Second would be, moment to moment, class to class, day by day. You are studying for a difficult, difficult degree. I bet it’s exhausting. Focus on what’s in front of you right now. If you look at the whole picture, you’ll lose before you start. You’re not going to be perfect at everything. You probably will need to take some classes more than once. That’s fine. The fact that your school has a mechanism for that should tell you that it’s not uncommon or devastating. You’re out of practice at being a student, so brush up on study skills. Expect to have to work harder than some of your classmates. Look for tips and tricks to help you deal with the material. Ask yourself how many times you think a patient’s life or wellbeing is going to hinge on you being able to recite all the technical names of the parts of the lymphatic system. Set reasonable goals for yourself.
Third would be, let’s talk about your meds. You’ve recently started on a beta blocker, right? Even after you get through the initial shock, you’re going to have less energy than you did before. It seems reasonable to me that you’re tired by the end of the week. Pamper yourself on Saturdays and don’t feel guilty about it. Who cares if you take a shower on Saturday? It’s okay to give yourself a day off.
Okay, that’s the practical part of this comment. Moving on:
For me, one of the things that helps me the most when I am depressed is to just realize and accept that I am depressed. To stop looking around for things I’m doing wrong and acknowledge that I have less energy and I feel bleak and it’s not anything I can fix by scrambling around and berating myself.
Think of it as a rainy day - things are grey and you feel cold and gross because the sun is hidden behind clouds and water is falling from the sky. It’s not anything you did wrong. You can still go out and do what needs to be done, you can even walk with your face raised to the sky and feel the rain on your face. Stop putting pressure on yourself to fix the sky, and just accept that right now, you’re gonna get a little wet. It can’t stop you from doing things that need to be done.
I think you assume responsibility for a lot of things that aren’t under your control right now. Parents are going to be parents. Sz is going to be sz. Med school is going to be hard.

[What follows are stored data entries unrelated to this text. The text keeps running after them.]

//! Journey: from a query to a page of highlighted results
//!
//! Exercises ranking, paging, snippet windows and highlighting through the
//! search engine on top of the SQLite store.

use sift_core::{HighlightMarkers, SearchConfig, SearchEngine};
use sift_e2e_tests::{FixtureCorpus, TestIndexManager};

#[test]
fn test_repeated_term_ranks_first() {
    let db = TestIndexManager::new_temp();
    db.seed(&FixtureCorpus::library());
    let engine = SearchEngine::new(&db.index, SearchConfig::default());

    let page = engine.search("speed", 0).unwrap();
    assert_eq!(page.total, 2);
    assert_eq!(page.hits[0].doc, db.id_of("mem://speed"));
    assert_eq!(page.hits[1].doc, db.id_of("mem://rust"));

    // speed: 2 of 3 occurrences, rust: 1 of 3
    assert!((page.hits[0].score - 2.0 / 3.0).abs() < 1e-9);
    assert!((page.hits[1].score - 1.0 / 3.0).abs() < 1e-9);
}

#[test]
fn test_rare_terms_outrank_common_ones() {
    let db = TestIndexManager::new_temp();
    db.seed(&FixtureCorpus::library());
    let engine = SearchEngine::new(&db.index, SearchConfig::default());

    // "rust" occurs once in the whole corpus, "quick" three times
    let page = engine.search("quick rust", 0).unwrap();
    assert_eq!(page.total, 4);
    assert_eq!(page.hits[0].doc, db.id_of("mem://rust"));
    assert!(page.hits[1..].iter().all(|h| h.score < page.hits[0].score));
}

#[test]
fn test_snippet_centers_on_the_dense_cluster() {
    let db = TestIndexManager::new_temp();
    db.seed(&FixtureCorpus::essay());
    let engine = SearchEngine::new(&db.index, SearchConfig::default());

    let page = engine.search("needle thread", 0).unwrap();
    assert_eq!(page.hits.len(), 1);

    let snippet = &page.hits[0].snippet;
    assert_eq!(snippet.split(' ').count(), 20);
    assert!(snippet.contains("<b>needle</b> <b>thread</b> <b>needle</b>"));
    assert!(!snippet.contains("filler"));
}

#[test]
fn test_highlighting_is_case_insensitive_and_configurable() {
    let db = TestIndexManager::new_temp();
    db.seed(&FixtureCorpus::library());
    let config = SearchConfig {
        markers: HighlightMarkers::new("[", "]"),
        ..SearchConfig::default()
    };
    let engine = SearchEngine::new(&db.index, config);

    let page = engine.search("RUST Safety", 0).unwrap();
    assert_eq!(page.hits.len(), 1);
    assert_eq!(
        page.hits[0].snippet,
        "[rust] is a systems programming language focused on [safety] and speed"
    );
}

#[test]
fn test_metadata_only_hits_have_empty_snippets() {
    let db = TestIndexManager::new_temp();
    db.seed(&FixtureCorpus::library());
    let engine = SearchEngine::new(&db.index, SearchConfig::default());

    let page = engine.search("media:image", 0).unwrap();
    assert_eq!(page.total, 1);
    assert_eq!(page.hits[0].doc, db.id_of("mem://cat.png"));
    assert_eq!(page.hits[0].snippet, "");
}

#[test]
fn test_paging_through_ties() {
    let db = TestIndexManager::new_temp();
    let ids = db.seed(&FixtureCorpus::bulk(25));
    let config = SearchConfig {
        per_page: 10,
        ..SearchConfig::default()
    };
    let engine = SearchEngine::new(&db.index, config);

    let mut seen = Vec::new();
    for page in 0..3 {
        let results = engine.search("common", page).unwrap();
        assert_eq!(results.total, 25);
        assert_eq!(results.has_next(), page < 2);
        seen.extend(results.hits.iter().map(|h| h.doc));
    }

    // equal scores fall back to id order, so pages never overlap
    let mut expected = ids.clone();
    expected.sort();
    assert_eq!(seen, expected);

    assert!(engine.search("common", 3).unwrap().hits.is_empty());
}

#[test]
fn test_page_serializes_to_json() {
    let db = TestIndexManager::new_temp();
    db.seed(&FixtureCorpus::library());
    let engine = SearchEngine::new(&db.index, SearchConfig::default());

    let page = engine.search("lazy", 0).unwrap();
    let json = serde_json::to_value(&page).unwrap();

    assert_eq!(json["query"], "lazy");
    assert_eq!(json["total"], 2);
    assert_eq!(json["perPage"], 10);
    assert_eq!(json["hits"].as_array().unwrap().len(), 2);
    assert!(json["hits"][0]["snippet"]
        .as_str()
        .unwrap()
        .contains("<b>lazy</b>"));
}
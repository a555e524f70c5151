//! In-memory index store
//!
//! The same contract as the SQLite store over plain maps. Used in-process,
//! and by tests and benchmarks, where durability is not wanted.

use std::collections::{BTreeMap, BTreeSet, HashMap};

use super::Result;
use crate::index::{normalize, Document, IndexStore, Position};

/// Inverted index held entirely in memory
#[derive(Debug, Default)]
pub struct MemoryIndex {
    docs: BTreeMap<u32, Document>,
    by_uri: HashMap<String, u32>,
    // term -> doc -> positions
    postings: HashMap<String, BTreeMap<u32, Vec<Position>>>,
    // (key, value) -> docs
    metadata: HashMap<(String, String), BTreeSet<u32>>,
    next_id: u32,
}

impl MemoryIndex {
    pub fn new() -> Self {
        Self::default()
    }

    /// Store a document, replacing any earlier document with the same URI.
    pub fn add_document(&mut self, doc: Document) -> u32 {
        self.remove_document(&doc.uri);

        let id = self.next_id;
        self.next_id += 1;

        for (term, positions) in &doc.words {
            self.postings
                .entry(term.clone())
                .or_default()
                .insert(id, positions.clone());
        }
        for (key, value) in &doc.metadata {
            self.metadata
                .entry((key.clone(), value.clone()))
                .or_default()
                .insert(id);
        }

        self.by_uri.insert(doc.uri.clone(), id);
        self.docs.insert(id, doc);
        id
    }

    /// Delete the document stored under `uri`. Returns whether it existed.
    pub fn remove_document(&mut self, uri: &str) -> bool {
        let Some(id) = self.by_uri.remove(uri) else {
            return false;
        };
        let Some(doc) = self.docs.remove(&id) else {
            return false;
        };

        for term in doc.words.keys() {
            if let Some(docs) = self.postings.get_mut(term) {
                docs.remove(&id);
                if docs.is_empty() {
                    self.postings.remove(term);
                }
            }
        }
        for pair in doc.metadata {
            if let Some(docs) = self.metadata.get_mut(&pair) {
                docs.remove(&id);
                if docs.is_empty() {
                    self.metadata.remove(&pair);
                }
            }
        }
        true
    }

    /// Id of the document stored under `uri`.
    pub fn document_id_for_uri(&self, uri: &str) -> Option<u32> {
        self.by_uri.get(uri).copied()
    }

    pub fn get_document(&self, id: u32) -> Option<&Document> {
        self.docs.get(&id)
    }

    pub fn len(&self) -> usize {
        self.docs.len()
    }

    pub fn is_empty(&self) -> bool {
        self.docs.is_empty()
    }
}

impl IndexStore for MemoryIndex {
    type DocId = u32;

    fn find_documents_for_term(&self, term: &str) -> Result<Vec<u32>> {
        Ok(self
            .postings
            .get(term)
            .map(|docs| docs.keys().copied().collect())
            .unwrap_or_default())
    }

    fn find_documents_for_metadata(&self, key: &str, value: &str) -> Result<Vec<u32>> {
        let pair = (normalize(key), normalize(value));
        Ok(self
            .metadata
            .get(&pair)
            .map(|docs| docs.iter().copied().collect())
            .unwrap_or_default())
    }

    fn frequency(&self, doc: &u32, term: &str) -> Result<u64> {
        Ok(self
            .postings
            .get(term)
            .and_then(|docs| docs.get(doc))
            .map_or(0, |positions| positions.len() as u64))
    }

    fn total_frequency(&self, term: &str) -> Result<u64> {
        Ok(self
            .postings
            .get(term)
            .map_or(0, |docs| docs.values().map(|p| p.len() as u64).sum()))
    }

    fn get_term_locations(&self, term: &str, doc: &u32) -> Result<Vec<Position>> {
        Ok(self
            .postings
            .get(term)
            .and_then(|docs| docs.get(doc))
            .cloned()
            .unwrap_or_default())
    }

    fn reconstruct_partial_document(&self, doc: &u32, start: u32, end: u32) -> Result<String> {
        let Some(document) = self.docs.get(doc) else {
            return Ok(String::new());
        };

        let mut by_offset: BTreeMap<u32, &str> = BTreeMap::new();
        for (term, positions) in &document.words {
            for offset in positions.iter().filter_map(|p| p.literal()) {
                if (start..=end).contains(&offset) {
                    by_offset.insert(offset, term);
                }
            }
        }
        Ok(by_offset.into_values().collect::<Vec<_>>().join(" "))
    }

    fn find_metadata_for_document(&self, doc: &u32) -> Result<BTreeMap<String, String>> {
        Ok(self
            .docs
            .get(doc)
            .map(|d| d.metadata.clone())
            .unwrap_or_default())
    }

    fn count_documents(&self) -> Result<u64> {
        Ok(self.docs.len() as u64)
    }
}
//! Inverse collection frequency ranking
//!
//! score(d) = sum over query words t of freq(d, t) / total_freq(t)
//!
//! Rare terms dominate. There is no term-frequency saturation and no length
//! normalization. Words repeated in the query count once per repetition.

use std::collections::{HashMap, HashSet};

use crate::index::IndexStore;
use crate::query::word_only_tokenize;
use crate::storage::Result;

/// `1 / total_frequency(term)`, or 0 for a term the corpus never saw.
pub fn inverse_term_frequency<S: IndexStore + ?Sized>(term: &str, store: &S) -> Result<f64> {
    let total = store.total_frequency(term)?;
    if total == 0 {
        return Ok(0.0);
    }
    Ok(1.0 / total as f64)
}

/// Score every distinct candidate against the words of `query`.
///
/// Every candidate gets an entry, even when it scores zero.
pub fn rank_documents<S: IndexStore + ?Sized>(
    query: &str,
    candidates: &[S::DocId],
    store: &S,
) -> Result<HashMap<S::DocId, f64>> {
    let unique: HashSet<&S::DocId> = candidates.iter().collect();
    let mut scores: HashMap<S::DocId, f64> =
        unique.into_iter().map(|d| (d.clone(), 0.0)).collect();

    for word in word_only_tokenize(query) {
        let weight = inverse_term_frequency(&word, store)?;
        if weight == 0.0 {
            continue;
        }

        for (doc, score) in scores.iter_mut() {
            *score += weight * store.frequency(doc, &word)? as f64;
        }
    }

    Ok(scores)
}

/// Best first: score descending, then document id ascending.
pub fn sort_ranked<D: Ord>(scores: HashMap<D, f64>) -> Vec<(D, f64)> {
    let mut ranked: Vec<(D, f64)> = scores.into_iter().collect();
    ranked.sort_unstable_by(|a, b| b.1.total_cmp(&a.1).then_with(|| a.0.cmp(&b.0)));
    ranked
}
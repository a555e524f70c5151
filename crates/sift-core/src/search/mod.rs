//! Search Module
//!
//! Everything after candidate retrieval:
//! - Inverse collection frequency ranking
//! - Best-window snippet extraction
//! - Query term highlighting
//! - Refinement facets
//! - The end-to-end search pipeline

mod engine;
mod facets;
mod highlight;
mod ranker;
mod snippet;

pub use engine::{SearchEngine, SearchHit, SearchPage};
pub use facets::{collect_facets, Facet, FacetLink, FACETS};
pub use highlight::{bold_summary, HighlightMarkers};
pub use ranker::{inverse_term_frequency, rank_documents, sort_ranked};
pub use snippet::{best_window_start, generate_summary, location_worth, DEFAULT_SNIPPET_LENGTH};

And one thing that I have been wanting to say to you: I think you’re my hero. You know I recently had some shocking news about my job. I honestly think that if I hadn’t had you as my friend, I would have curled up in a terrified ball and died.
Minnii, you are so brave and so wise. I admire you so much. Look at what you’re doing: facing your diagnosis, taking care of yourself, pursuing a medical degree. You’re so brave. I think your example is what I needed more than anything to help me through what I’m going through.
I’ve always been so afraid of the future, but it’s like you’re my big sister. I watch you pick out the path in front of you and move confidently forward, and I believe I can do it, too. I’ve never had a big sister before. I wish I had.
I know you can do it. You’re the kind of person who no one and nothing can keep down.